Мы немедленно двинулись в путь. Ветер дул нам почти в лицо, только немного слева. Я шел впереди, за мной Джекст-роу с собаками, а Джесс замыкал шествие, разматывая веревку на катушке.

Идти против ветра без маски было кошмарной, почти утонченной пыткой, когда трудно сказать, что хуже: жгучая боль в горле или боль обмороженного лица. Как я ни старался прикрыть рот и нос варежкой, как ни удерживался от глубоких вздохов, холод буквально замораживал легкие, и я непрерывно кашлял.
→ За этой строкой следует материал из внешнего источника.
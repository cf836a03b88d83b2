use std::collections::BTreeMap;
use std::fmt;
use std::str::FromStr;

use serde_json::Value;
use tracing::{info, warn};

use crate::limits::*;
use crate::model::*;
use crate::storage::{KeyValueStore, StorageError};

/// How the two mappings are laid out in storage.
#[derive(Debug, Clone, Copy, PartialEq, Eq, Default)]
pub enum PersistLayout {
    /// One record `{bookedSlots, clientInfo}` under [`STATE_KEY`], written as a unit.
    #[default]
    Combined,
    /// The two separately keyed blobs the original page wrote. Client data is
    /// written first and its failure is only logged.
    Legacy,
}

impl FromStr for PersistLayout {
    type Err = String;

    fn from_str(s: &str) -> Result<Self, Self::Err> {
        match s.trim().to_ascii_lowercase().as_str() {
            "combined" => Ok(PersistLayout::Combined),
            "legacy" => Ok(PersistLayout::Legacy),
            other => Err(format!("unknown persistence layout {other:?}")),
        }
    }
}

impl fmt::Display for PersistLayout {
    fn fmt(&self, f: &mut fmt::Formatter<'_>) -> fmt::Result {
        match self {
            PersistLayout::Combined => f.write_str("combined"),
            PersistLayout::Legacy => f.write_str("legacy"),
        }
    }
}

fn corrupt(e: serde_json::Error) -> StorageError {
    StorageError::Corrupt(e.to_string())
}

// ── Read ─────────────────────────────────────────────────────────

/// Persisted state before validation. Keys and records stay loosely typed so
/// one bad entry does not discard the rest.
#[derive(Debug, Default, serde::Deserialize)]
#[serde(rename_all = "camelCase")]
struct RawState {
    #[serde(default)]
    booked_slots: BTreeMap<String, Vec<String>>,
    #[serde(default)]
    client_info: BTreeMap<String, Value>,
}

/// Read and normalize persisted state. Absent keys yield an empty state.
pub(crate) fn read_state(
    storage: &dyn KeyValueStore,
    layout: PersistLayout,
) -> Result<BookingState, StorageError> {
    match layout {
        PersistLayout::Combined => match storage.get(STATE_KEY)? {
            Some(json) => {
                let raw: RawState = serde_json::from_str(&json).map_err(corrupt)?;
                Ok(normalize(raw))
            }
            None => {
                let state = read_legacy(storage)?;
                if !state.is_empty() {
                    info!(
                        bookings = state.booking_count(),
                        "migrating legacy bookings into combined record"
                    );
                }
                Ok(state)
            }
        },
        PersistLayout::Legacy => read_legacy(storage),
    }
}

fn read_legacy(storage: &dyn KeyValueStore) -> Result<BookingState, StorageError> {
    let booked_slots = match storage.get(LEGACY_BOOKINGS_KEY)? {
        Some(json) => serde_json::from_str(&json).map_err(corrupt)?,
        None => BTreeMap::new(),
    };
    // Client data is auxiliary: losing it must not lose the bookings.
    let client_info = match storage.get(LEGACY_CLIENTS_KEY) {
        Ok(Some(json)) => serde_json::from_str(&json).unwrap_or_else(|e| {
            warn!("discarding unreadable client data: {e}");
            BTreeMap::new()
        }),
        Ok(None) => BTreeMap::new(),
        Err(e) => {
            warn!("discarding unreadable client data: {e}");
            BTreeMap::new()
        }
    };
    Ok(normalize(RawState {
        booked_slots,
        client_info,
    }))
}

/// Build a consistent state from raw persisted data.
///
/// Invalid dates or slot labels are dropped, duplicate slots collapse, records
/// without a booked slot are dropped, and booked slots without a readable
/// record get an empty one.
fn normalize(raw: RawState) -> BookingState {
    let mut state = BookingState::default();
    let mut dropped = 0usize;

    for (date, slots) in raw.booked_slots {
        let Ok(date) = date.parse::<DateKey>() else {
            warn!(%date, "dropping bookings under malformed date key");
            dropped += slots.len();
            continue;
        };
        for label in slots {
            match label.parse::<Slot>() {
                Ok(slot) => {
                    state.booked_slots.entry(date).or_default().insert(slot);
                }
                Err(e) => {
                    warn!("dropping booking on {date}: {e}");
                    dropped += 1;
                }
            }
        }
    }
    state.booked_slots.retain(|_, slots| !slots.is_empty());

    for (key, value) in raw.client_info {
        let Ok(key) = key.parse::<BookingKey>() else {
            warn!(%key, "dropping client record under malformed key");
            dropped += 1;
            continue;
        };
        if !state.is_booked(key.date, key.slot) {
            warn!(%key, "dropping client record without a booked slot");
            dropped += 1;
            continue;
        }
        match serde_json::from_value::<ClientRecord>(value) {
            Ok(record) => {
                state.client_info.insert(key, record);
            }
            Err(e) => warn!(%key, "unreadable client record: {e}"),
        }
    }

    let missing: Vec<BookingKey> = state
        .booked_slots
        .iter()
        .flat_map(|(d, slots)| slots.iter().map(move |s| BookingKey::new(*d, *s)))
        .filter(|k| !state.client_info.contains_key(k))
        .collect();
    for key in missing {
        warn!(%key, "booked slot has no client record");
        state.client_info.insert(
            key,
            ClientRecord {
                client: ClientInfo::default(),
                booked_at: None,
            },
        );
    }

    if dropped > 0 {
        warn!(dropped, "discarded invalid entries while loading bookings");
    }
    state
}

// ── Write ────────────────────────────────────────────────────────

/// Write the full state. The result reflects the booking mapping only.
pub(crate) fn write_state(
    storage: &dyn KeyValueStore,
    layout: PersistLayout,
    state: &BookingState,
) -> Result<(), StorageError> {
    match layout {
        PersistLayout::Combined => {
            let json = serde_json::to_string(state).map_err(corrupt)?;
            storage.set(STATE_KEY, &json)
        }
        PersistLayout::Legacy => {
            let clients = serde_json::to_string(&state.client_info).map_err(corrupt)?;
            if let Err(e) = storage.set(LEGACY_CLIENTS_KEY, &clients) {
                warn!("error saving client data: {e}");
            }
            let bookings = serde_json::to_string(&state.booked_slots).map_err(corrupt)?;
            storage.set(LEGACY_BOOKINGS_KEY, &bookings)
        }
    }
}

/// Persist an empty state.
pub(crate) fn write_cleared(
    storage: &dyn KeyValueStore,
    layout: PersistLayout,
) -> Result<(), StorageError> {
    match layout {
        // An explicit empty record keeps stale legacy keys from being migrated again.
        PersistLayout::Combined => write_state(storage, layout, &BookingState::default()),
        PersistLayout::Legacy => {
            if let Err(e) = storage.remove(LEGACY_CLIENTS_KEY) {
                warn!("error removing client data: {e}");
            }
            storage.set(LEGACY_BOOKINGS_KEY, "{}")
        }
    }
}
Самое неприятное заключалось в том, что нельзя было так дышать, так как мы теперь уже бежали, бежали, как только позволяли глазурованная льдом поверхность снега и наши неуклюжие меха. Ведь для людей, не защищенных от столь низких температур и от насыщенного льдом и снегом урагана, вопрос и жизни и смерти решается в зависимости от того, насколько быстро им окажут помощь. Возможно, самолет получил пробоины или его разорвало пополам, а тех, кто остался в живых, катапультировало на плато, конечно, если кто-либо остался в живых, тогда их удел — либо мгновенная смерть от паралича сердца, не справившегося с почти стоградусной разницей температур, либо смерть от холода минут через пять после катастрофы. А может быть, все они оказались запертыми внутри, как в ловушке, и теперь медленно замерзают. Как же тогда добраться до них? И как перевезти их в наш домик? Ведь только для нескольких, кого удастся перевезти первыми, есть еще какая-то надежда. Но даже если мы перевезем всех, то чем их кормить? Ведь наши собственные запасы были уже на исходе! И где, Боже мой, мы всех их устроим?

Неожиданный возглас Джекстроу остановил меня так внезапно, что я споткнулся и чуть не упал. Я обернулся, и на меня тут же налетел подбежавший ко мне Джесс.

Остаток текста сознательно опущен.